While the technology is preliminary, Michael Mayer, a professor of biophysics at the Adolphe Merkle Institute of the University of Fribourg in Switzerland and the corresponding author on the paper, believes it may one day be useful for powering implantable or wearable devices without the toxicity, bulk or frequent recharging that come with batteries. Further down the road, it could even lead to bioelectric systems that could generate electricity from naturally occurring processes inside the body.
The device can’t hold a candle to the electric eel, which can pump out far more power in short bursts to zap prey or defend itself. But the researchers say they’ve taken an important first step that advances fundamental understanding of soft power sources. The team includes researchers from the University of Michigan, the Adolphe Merkle Institute at the University of Fribourg and the University of California San Diego. The work is detailed in a paper published in the December 14 issue of Nature.
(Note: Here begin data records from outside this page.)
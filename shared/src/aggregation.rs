//! Daily aggregation of persisted weather readings

use std::collections::BTreeMap;

use chrono::{Duration, NaiveDate};

use crate::models::{DailyAggregate, WeatherReading};

/// Number of trailing days covered by the history endpoint
pub const HISTORY_WINDOW_DAYS: i64 = 7;

/// First calendar date included in the history window ending on `today`
pub fn history_window_start(today: NaiveDate) -> NaiveDate {
    today - Duration::days(HISTORY_WINDOW_DAYS)
}

/// Running min/max/mean over the present values of one metric
#[derive(Debug, Clone, Copy, Default)]
struct MetricStats {
    count: usize,
    sum: f64,
    min: Option<f64>,
    max: Option<f64>,
}

impl MetricStats {
    fn push(&mut self, value: Option<f64>) {
        let Some(v) = value.filter(|v| v.is_finite()) else {
            return;
        };
        self.count += 1;
        self.sum += v;
        self.min = Some(self.min.map_or(v, |m| m.min(v)));
        self.max = Some(self.max.map_or(v, |m| m.max(v)));
    }

    fn avg(&self) -> Option<f64> {
        (self.count > 0).then(|| self.sum / self.count as f64)
    }
}

#[derive(Debug, Default)]
struct DayBucket {
    readings: usize,
    temperature: MetricStats,
    humidity: MetricStats,
    wind: MetricStats,
}

/// Group readings by UTC calendar date (ascending) and compute avg/min/max of
/// temperature, humidity and wind speed.
///
/// Readings dated before `since` are skipped. Missing metric values are
/// ignored; a metric with no values on a day is reported as `None`.
pub fn aggregate_daily<'a, I>(readings: I, since: NaiveDate) -> Vec<DailyAggregate>
where
    I: IntoIterator<Item = &'a WeatherReading>,
{
    let mut days: BTreeMap<NaiveDate, DayBucket> = BTreeMap::new();

    for reading in readings {
        let date = reading.timestamp.date_naive();
        if date < since {
            continue;
        }
        let bucket = days.entry(date).or_default();
        bucket.readings += 1;
        bucket.temperature.push(reading.temperature);
        bucket.humidity.push(reading.humidity);
        bucket.wind.push(reading.wind_speed);
    }

    days.into_iter()
        .map(|(date, b)| DailyAggregate {
            date,
            reading_count: b.readings,
            avg_temp: b.temperature.avg(),
            min_temp: b.temperature.min,
            max_temp: b.temperature.max,
            avg_humidity: b.humidity.avg(),
            min_humidity: b.humidity.min,
            max_humidity: b.humidity.max,
            avg_wind: b.wind.avg(),
            min_wind: b.wind.min,
            max_wind: b.wind.max,
        })
        .collect()
}
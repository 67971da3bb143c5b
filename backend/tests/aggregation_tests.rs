//! Weather history aggregation tests
//!
//! Daily grouping of persisted readings over the trailing week:
//! - empty windows stay empty
//! - readings before the window never leak into the result
//! - per-day statistics stay ordered (min <= avg <= max)

use chrono::{Duration, NaiveDate, TimeZone, Utc};
use proptest::prelude::*;
use shared::{aggregate_daily, history_window_start, WeatherReading};
use uuid::Uuid;

fn reading_at(base_day: NaiveDate, day_offset: i64, hour: u32, temp: Option<f64>, wind: Option<f64>) -> WeatherReading {
    let date = base_day + Duration::days(day_offset);
    let ts = Utc.from_utc_datetime(&date.and_hms_opt(hour, 0, 0).unwrap());
    WeatherReading {
        id: Uuid::new_v4(),
        station_id: Some(Uuid::nil()),
        timestamp: ts,
        temperature: temp,
        humidity: Some(75.0),
        precipitation_probability: Some(10.0),
        wind_speed: wind,
        location_name: "Musuan".to_string(),
        latitude: 7.88,
        longitude: 125.06,
        created_at: ts,
        updated_at: ts,
    }
}

fn today() -> NaiveDate {
    NaiveDate::from_ymd_opt(2025, 10, 16).unwrap()
}

// ============================================================================
// Unit Tests
// ============================================================================

#[cfg(test)]
mod unit_tests {
    use super::*;

    #[test]
    fn test_empty_window_returns_empty_list() {
        let readings: Vec<WeatherReading> = Vec::new();
        assert!(aggregate_daily(&readings, history_window_start(today())).is_empty());
    }

    #[test]
    fn test_readings_older_than_a_week_are_ignored() {
        let since = history_window_start(today());
        let readings = vec![
            reading_at(today(), -8, 12, Some(40.0), None),
            reading_at(today(), -7, 0, Some(22.0), None),
        ];

        let days = aggregate_daily(&readings, since);

        assert_eq!(days.len(), 1);
        assert_eq!(days[0].date, since);
        assert_eq!(days[0].max_temp, Some(22.0));
    }

    #[test]
    fn test_days_are_ascending_with_statistics() {
        let readings = vec![
            reading_at(today(), 0, 9, Some(30.0), Some(4.0)),
            reading_at(today(), -1, 6, Some(21.0), Some(2.0)),
            reading_at(today(), -1, 14, Some(29.0), Some(6.0)),
        ];

        let days = aggregate_daily(&readings, history_window_start(today()));

        assert_eq!(days.len(), 2);
        assert_eq!(days[0].date, today() - Duration::days(1));
        assert_eq!(days[0].reading_count, 2);
        assert_eq!(days[0].avg_temp, Some(25.0));
        assert_eq!(days[0].min_wind, Some(2.0));
        assert_eq!(days[0].max_wind, Some(6.0));
        assert_eq!(days[1].date, today());
    }

    #[test]
    fn test_metric_without_values_is_null() {
        let readings = vec![
            reading_at(today(), 0, 1, None, None),
            reading_at(today(), 0, 2, None, None),
        ];

        let days = aggregate_daily(&readings, history_window_start(today()));

        assert_eq!(days[0].reading_count, 2);
        assert_eq!(days[0].avg_temp, None);
        assert_eq!(days[0].max_wind, None);
        assert_eq!(days[0].avg_humidity, Some(75.0));
    }
}

// ============================================================================
// Property-Based Tests
// ============================================================================

fn arb_reading() -> impl Strategy<Value = WeatherReading> {
    (
        -10i64..=0,
        0u32..24,
        proptest::option::of(-10.0f64..45.0),
        proptest::option::of(0.0f64..60.0),
    )
        .prop_map(|(offset, hour, temp, wind)| reading_at(today(), offset, hour, temp, wind))
}

proptest! {
    #![proptest_config(ProptestConfig::with_cases(100))]

    /// No aggregate is dated before the window start and dates are strictly ascending
    #[test]
    fn prop_dates_in_window_and_ascending(readings in prop::collection::vec(arb_reading(), 0..60)) {
        let since = history_window_start(today());
        let days = aggregate_daily(&readings, since);

        prop_assert!(days.iter().all(|d| d.date >= since));
        prop_assert!(days.windows(2).all(|w| w[0].date < w[1].date));
    }

    /// Every reading inside the window is counted exactly once
    #[test]
    fn prop_reading_counts_add_up(readings in prop::collection::vec(arb_reading(), 0..60)) {
        let since = history_window_start(today());
        let days = aggregate_daily(&readings, since);

        let expected = readings.iter().filter(|r| r.timestamp.date_naive() >= since).count();
        let counted: usize = days.iter().map(|d| d.reading_count).sum();
        prop_assert_eq!(counted, expected);
    }

    /// min <= avg <= max whenever a metric has values
    #[test]
    fn prop_statistics_are_ordered(readings in prop::collection::vec(arb_reading(), 1..60)) {
        let days = aggregate_daily(&readings, history_window_start(today()));

        for day in days {
            if let (Some(min), Some(avg), Some(max)) = (day.min_temp, day.avg_temp, day.max_temp) {
                prop_assert!(min <= avg + 1e-9 && avg <= max + 1e-9);
            }
            if let (Some(min), Some(avg), Some(max)) = (day.min_wind, day.avg_wind, day.max_wind) {
                prop_assert!(min <= avg + 1e-9 && avg <= max + 1e-9);
            }
        }
    }
}
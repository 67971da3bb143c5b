//! Configuration management for the Municipal Weather Monitoring service
//!
//! Supports hierarchical configuration loading:
//! 1. Default values in code
//! 2. Configuration files (config/development.toml, config/production.toml)
//! 3. Environment variable overrides with WXMON__ prefix

use std::ops::RangeInclusive;

use config::{ConfigError, Environment, File};
use serde::Deserialize;

/// Accepted per-request timeout for outbound weather calls, in seconds
pub const REQUEST_TIMEOUT_RANGE_SECS: RangeInclusive<u64> = 5..=15;

/// Main application configuration
#[derive(Debug, Deserialize, Clone)]
pub struct Config {
    /// Current environment (development, production)
    pub environment: String,

    /// Server configuration
    pub server: ServerConfig,

    /// Database configuration
    pub database: DatabaseConfig,

    /// JWT authentication configuration
    pub jwt: JwtConfig,

    /// Weather API configuration
    pub weather: WeatherConfig,

    /// Background ingestion schedule
    pub scheduler: SchedulerConfig,

    /// Optional bootstrap administrator
    #[serde(default)]
    pub admin: AdminConfig,

    /// Log output configuration
    pub logging: LoggingConfig,
}

#[derive(Debug, Deserialize, Clone)]
pub struct ServerConfig {
    /// Server port
    pub port: u16,

    /// Server host
    pub host: String,
}

#[derive(Debug, Deserialize, Clone)]
pub struct DatabaseConfig {
    /// PostgreSQL connection URL
    pub url: String,

    /// Maximum number of connections in the pool
    pub max_connections: u32,

    /// Minimum number of connections in the pool
    pub min_connections: u32,

    /// Apply embedded migrations on startup
    pub run_migrations: bool,
}

#[derive(Debug, Deserialize, Clone)]
pub struct JwtConfig {
    /// Secret key for signing JWT tokens
    pub secret: String,

    /// Access token expiration in seconds
    pub access_token_expiry: i64,

    /// Refresh token expiration in seconds
    pub refresh_token_expiry: i64,
}

#[derive(Debug, Deserialize, Clone)]
pub struct WeatherConfig {
    /// Forecast API endpoint (Open-Meteo compatible)
    pub api_endpoint: String,

    /// Per-request timeout for outbound weather calls
    pub request_timeout_secs: u64,

    /// Number of days returned by the forecast endpoint
    pub forecast_days: u8,

    /// Ingest the default location as standalone readings when no station exists
    pub standalone_fallback: bool,

    /// Location used by the forecast endpoint when no coordinates are given
    pub default_location: LocationConfig,
}

#[derive(Debug, Deserialize, Clone)]
pub struct LocationConfig {
    pub name: String,
    pub latitude: f64,
    pub longitude: f64,
}

#[derive(Debug, Deserialize, Clone)]
pub struct SchedulerConfig {
    /// Run periodic ingestion at all
    pub enabled: bool,

    /// Seconds between ingestion runs
    pub interval_secs: u64,

    /// Fire the first run immediately instead of after one interval
    pub run_on_startup: bool,
}

#[derive(Debug, Deserialize, Clone, Default)]
pub struct AdminConfig {
    pub email: Option<String>,
    pub password: Option<String>,
    pub first_name: Option<String>,
    pub last_name: Option<String>,
}

#[derive(Debug, Deserialize, Clone)]
pub struct LoggingConfig {
    /// Emit JSON lines instead of human-readable output
    pub json: bool,
}

impl Config {
    /// Load configuration from files and environment variables
    pub fn load() -> Result<Self, ConfigError> {
        let environment =
            std::env::var("WXMON_ENVIRONMENT").unwrap_or_else(|_| "development".into());

        let config = config::Config::builder()
            // Start with default values
            .set_default("environment", environment.clone())?
            .set_default("server.port", 8000)?
            .set_default("server.host", "0.0.0.0")?
            .set_default("database.max_connections", 10)?
            .set_default("database.min_connections", 2)?
            .set_default("database.run_migrations", true)?
            .set_default("jwt.access_token_expiry", 3600)?
            .set_default("jwt.refresh_token_expiry", 604800)?
            .set_default("weather.api_endpoint", "https://api.open-meteo.com/v1")?
            .set_default("weather.request_timeout_secs", 10)?
            .set_default("weather.forecast_days", 3)?
            .set_default("weather.standalone_fallback", true)?
            .set_default("weather.default_location.name", "CMU Campus")?
            .set_default("weather.default_location.latitude", 7.85)?
            .set_default("weather.default_location.longitude", 125.05)?
            .set_default("scheduler.enabled", true)?
            .set_default("scheduler.interval_secs", 3600)?
            .set_default("scheduler.run_on_startup", true)?
            .set_default("logging.json", false)?
            // Load environment-specific config file
            .add_source(File::with_name(&format!("config/{}", environment)).required(false))
            // Override with environment variables (WXMON__ prefix)
            .add_source(
                Environment::with_prefix("WXMON")
                    .separator("__")
                    .try_parsing(true),
            )
            .build()?;

        let config: Self = config.try_deserialize()?;
        config.validate()?;
        Ok(config)
    }

    /// Reject values the services cannot run with
    pub fn validate(&self) -> Result<(), ConfigError> {
        if !REQUEST_TIMEOUT_RANGE_SECS.contains(&self.weather.request_timeout_secs) {
            return Err(ConfigError::Message(format!(
                "weather.request_timeout_secs must be between {} and {}, got {}",
                REQUEST_TIMEOUT_RANGE_SECS.start(),
                REQUEST_TIMEOUT_RANGE_SECS.end(),
                self.weather.request_timeout_secs
            )));
        }
        Ok(())
    }

    /// Socket address string for the HTTP listener
    pub fn bind_address(&self) -> String {
        format!("{}:{}", self.server.host, self.server.port)
    }
}

impl Default for ServerConfig {
    fn default() -> Self {
        Self {
            port: 8000,
            host: "0.0.0.0".to_string(),
        }
    }
}
pub mod attendance;
pub mod department;
pub mod employee;
pub mod statistics;
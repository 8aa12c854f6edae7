use std::sync::Arc;

use tracing::{debug, instrument};

use crate::error::AppError;
use crate::model::statistics::{AttendanceTally, StatusCount, Summary};
use crate::store::HrStore;

/// Aggregates over live (not soft-deleted) rows.
#[derive(Clone)]
pub struct StatisticsService {
    store: Arc<dyn HrStore>,
}

/// Averages each employee's own presence rate, so every employee weighs the
/// same regardless of how many days they have on record.
pub fn mean_of_means(tallies: &[AttendanceTally]) -> Option<f64> {
    let rates: Vec<f64> = tallies
        .iter()
        .filter(|t| t.total > 0)
        .map(|t| t.present as f64 / t.total as f64)
        .collect();

    if rates.is_empty() {
        return None;
    }
    Some(rates.iter().sum::<f64>() / rates.len() as f64)
}

impl StatisticsService {
    pub fn new(store: Arc<dyn HrStore>) -> Self {
        Self { store }
    }

    pub async fn attendance_status_counts(&self) -> Result<Vec<StatusCount>, AppError> {
        let totals = self.store.attendance_status_totals().await?;
        Ok(totals.into_counts())
    }

    #[instrument(skip(self))]
    pub async fn summary(&self) -> Result<Summary, AppError> {
        let counts = self.store.entity_counts().await?;
        let tallies = self.store.attendance_tallies().await?;
        debug!(employees_with_attendance = tallies.len(), "Computing summary");

        Ok(Summary {
            total_employees: counts.employees,
            total_departments: counts.departments,
            total_attendance_records: counts.attendance_records,
            average_attendance_per_employee: mean_of_means(&tallies),
        })
    }
}
use crate::api::attendance::{AttendanceEnvelope, AttendancePageEnvelope};
use crate::api::department::{DepartmentEnvelope, DepartmentListEnvelope};
use crate::api::employee::{EmployeeEnvelope, EmployeeListEnvelope};
use crate::api::statistics::StatusCountEnvelope;
use crate::api::{ErrorBody, MessageResponse};
use crate::model::attendance::{Attendance, AttendanceEntry, AttendanceFields};
use crate::model::department::{Department, DepartmentFields};
use crate::model::employee::{Employee, EmployeeFields};
use crate::model::statistics::{StatusCount, Summary};
use utoipa::OpenApi;

#[derive(OpenApi)]
#[openapi(
    info(
        title = "HR Records API",
        version = "0.1.0",
        description = r#"
## HR record keeping

CRUD over **employees**, **departments** and daily **attendance**, plus
aggregate statistics.

### Response format
- Success payloads are wrapped in a key named after the resource
  (`employee`, `employees`, `department`, `attendance`, ...).
- Errors are always `{"error": "<message>"}`:
  400 for validation failures and duplicate emails, 404 for missing records,
  500 for anything unexpected.

### Deletion rules
- Deleting a department keeps its employees, with no department.
- Deleting an employee deletes their attendance records.
"#,
    ),
    paths(
        crate::api::health::health,

        crate::api::employee::list_employees,
        crate::api::employee::create_employee,
        crate::api::employee::get_employee,
        crate::api::employee::update_employee,
        crate::api::employee::delete_employee,

        crate::api::department::list_departments,
        crate::api::department::create_department,
        crate::api::department::get_department,
        crate::api::department::update_department,
        crate::api::department::delete_department,

        crate::api::attendance::list_attendance,
        crate::api::attendance::create_attendance,
        crate::api::attendance::get_attendance,
        crate::api::attendance::toggle_attendance,
        crate::api::attendance::delete_attendance,

        crate::api::statistics::attendance_statistics,
        crate::api::statistics::summary
    ),
    components(
        schemas(
            Employee,
            EmployeeFields,
            EmployeeEnvelope,
            EmployeeListEnvelope,
            Department,
            DepartmentFields,
            DepartmentEnvelope,
            DepartmentListEnvelope,
            Attendance,
            AttendanceEntry,
            AttendanceFields,
            AttendanceEnvelope,
            AttendancePageEnvelope,
            StatusCount,
            StatusCountEnvelope,
            Summary,
            MessageResponse,
            ErrorBody
        )
    ),
    tags(
        (name = "Employee", description = "Employee records"),
        (name = "Department", description = "Departments"),
        (name = "Attendance", description = "Daily attendance"),
        (name = "Statistics", description = "Aggregate statistics"),
        (name = "Health", description = "Liveness"),
    )
)]
pub struct ApiDoc;
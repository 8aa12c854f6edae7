use sqlx::MySqlPool;

/// ===============================
/// SQL bindable value enum
/// ===============================
#[derive(Debug, Clone, PartialEq)]
pub enum SqlValue {
    String(String),
    U64(u64),
    Null,
}

impl From<String> for SqlValue {
    fn from(value: String) -> Self {
        SqlValue::String(value)
    }
}

impl From<u64> for SqlValue {
    fn from(value: u64) -> Self {
        SqlValue::U64(value)
    }
}

impl<T: Into<SqlValue>> From<Option<T>> for SqlValue {
    fn from(value: Option<T>) -> Self {
        value.map_or(SqlValue::Null, Into::into)
    }
}

/// ===============================
/// Column assignments for a partial update
/// ===============================
#[derive(Debug, Default)]
pub struct Assignments {
    columns: Vec<(&'static str, SqlValue)>,
}

impl Assignments {
    /// Records `column = value` only when a value was supplied.
    pub fn set_if_some<T: Into<SqlValue>>(&mut self, column: &'static str, value: Option<T>) {
        if let Some(v) = value {
            self.columns.push((column, v.into()));
        }
    }

    pub fn is_empty(&self) -> bool {
        self.columns.is_empty()
    }
}

/// ===============================
/// SQL update container
/// ===============================
#[derive(Debug)]
pub struct SqlUpdate {
    pub sql: String,
    pub values: Vec<SqlValue>,
}

/// ===============================
/// Build UPDATE SQL for live rows
/// ===============================
/// Returns `None` when there is nothing to assign.
pub fn build_update_sql(
    table: &str,
    assignments: Assignments,
    id_column: &str,
    id_value: u64,
) -> Option<SqlUpdate> {
    if assignments.is_empty() {
        return None;
    }

    let set_clause = assignments
        .columns
        .iter()
        .map(|(column, _)| format!("{} = ?", column))
        .collect::<Vec<_>>()
        .join(", ");

    let sql = format!(
        "UPDATE {} SET {} WHERE {} = ? AND deleted_at IS NULL",
        table, set_clause, id_column
    );

    let mut values: Vec<SqlValue> = assignments.columns.into_iter().map(|(_, v)| v).collect();

    // WHERE id = ?
    values.push(SqlValue::U64(id_value));

    Some(SqlUpdate { sql, values })
}

/// ===============================
/// Execute the update
/// ===============================
pub async fn execute_update(pool: &MySqlPool, update: SqlUpdate) -> Result<u64, sqlx::Error> {
    let mut query = sqlx::query(&update.sql);

    for value in update.values {
        query = match value {
            SqlValue::String(v) => query.bind(v),
            SqlValue::U64(v) => query.bind(v),
            SqlValue::Null => query.bind(None::<String>),
        };
    }

    let result = query.execute(pool).await?;
    Ok(result.rows_affected())
}

#[cfg(test)]
mod tests {
    use super::*;

    #[test]
    fn only_supplied_columns_are_assigned() {
        let mut assignments = Assignments::default();
        assignments.set_if_some("full_name", Some("Jane Roe".to_string()));
        assignments.set_if_some::<String>("email", None);
        assignments.set_if_some("department_id", Some(3_u64));

        let update = build_update_sql("employees", assignments, "id", 7).unwrap();

        assert_eq!(
            update.sql,
            "UPDATE employees SET full_name = ?, department_id = ? WHERE id = ? AND deleted_at IS NULL"
        );
        assert_eq!(
            update.values,
            vec![
                SqlValue::String("Jane Roe".into()),
                SqlValue::U64(3),
                SqlValue::U64(7)
            ]
        );
    }

    #[test]
    fn explicit_null_is_bound_as_null() {
        let mut assignments = Assignments::default();
        assignments.set_if_some("description", Some(None::<String>));

        let update = build_update_sql("departments", assignments, "id", 1).unwrap();
        assert_eq!(update.values[0], SqlValue::Null);
    }

    #[test]
    fn nothing_to_assign_yields_no_statement() {
        assert!(build_update_sql("employees", Assignments::default(), "id", 1).is_none());
    }
}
“The eel polarizes and depolarizes thousands of cells instantaneously to put out these high voltages,” said Max Shtein, a professor of materials science and engineering at U-M and a co-author on the paper. “It’s a fascinating system to look at from an engineering perspective—its performance metrics, its fundamental building blocks and how to use them.”
One secret to the eel’s success is a phenomenon called trans-membrane transport. Specialized electrical organs contain thousands of alternating compartments, each with an excess of either potassium or sodium ions. The compartments are separated by selective membranes that, in the eel’s resting state, keep the two ions separate. When the eel needs to create a jolt of electricity, the membranes allow the ions to flow together. This creates a burst of power.
volts of peak power generated by the eel
number of hydrogel droplets in the device
mV, the top current generated by each gel cell
The researchers built a similar system, though instead of sodium and potassium, they used the sodium and chloride that are naturally combined in common table salt, dissolved in water-based hydrogel. Using a specialized printer at the Adolphe Merkle Institute, they printed thousands of tiny droplets of the salty gel on a plastic sheet, alternating them with hydrogel droplets of pure water. The alternating droplets are similar to the eel’s compartments, and their differing salinity can be used to produce electricity.
Next, the team needed to mimic the eel’s selective membrane that keeps the compartments separate. They used a second sheet of alternating droplets, this one made of charge-selective hydrogel. Each droplet allows either positively charged sodium or negatively charged chloride to pass, excluding the other.
To generate power, the two sheets are pressed together, connecting saline and freshwater droplets across the charge-selective droplets in series. As the salty and fresh solutions mix, the charge-selective droplets move the sodium and chloride ions in opposing directions, producing an electric current.
The researchers took one final trick from the eel: its thousands of compartments can shuffle ions instantaneously, producing a coordinated jolt just when it’s needed. The researchers needed to do something similar with their thousands of alternating cells, combining them all in exactly the right order, simultaneously.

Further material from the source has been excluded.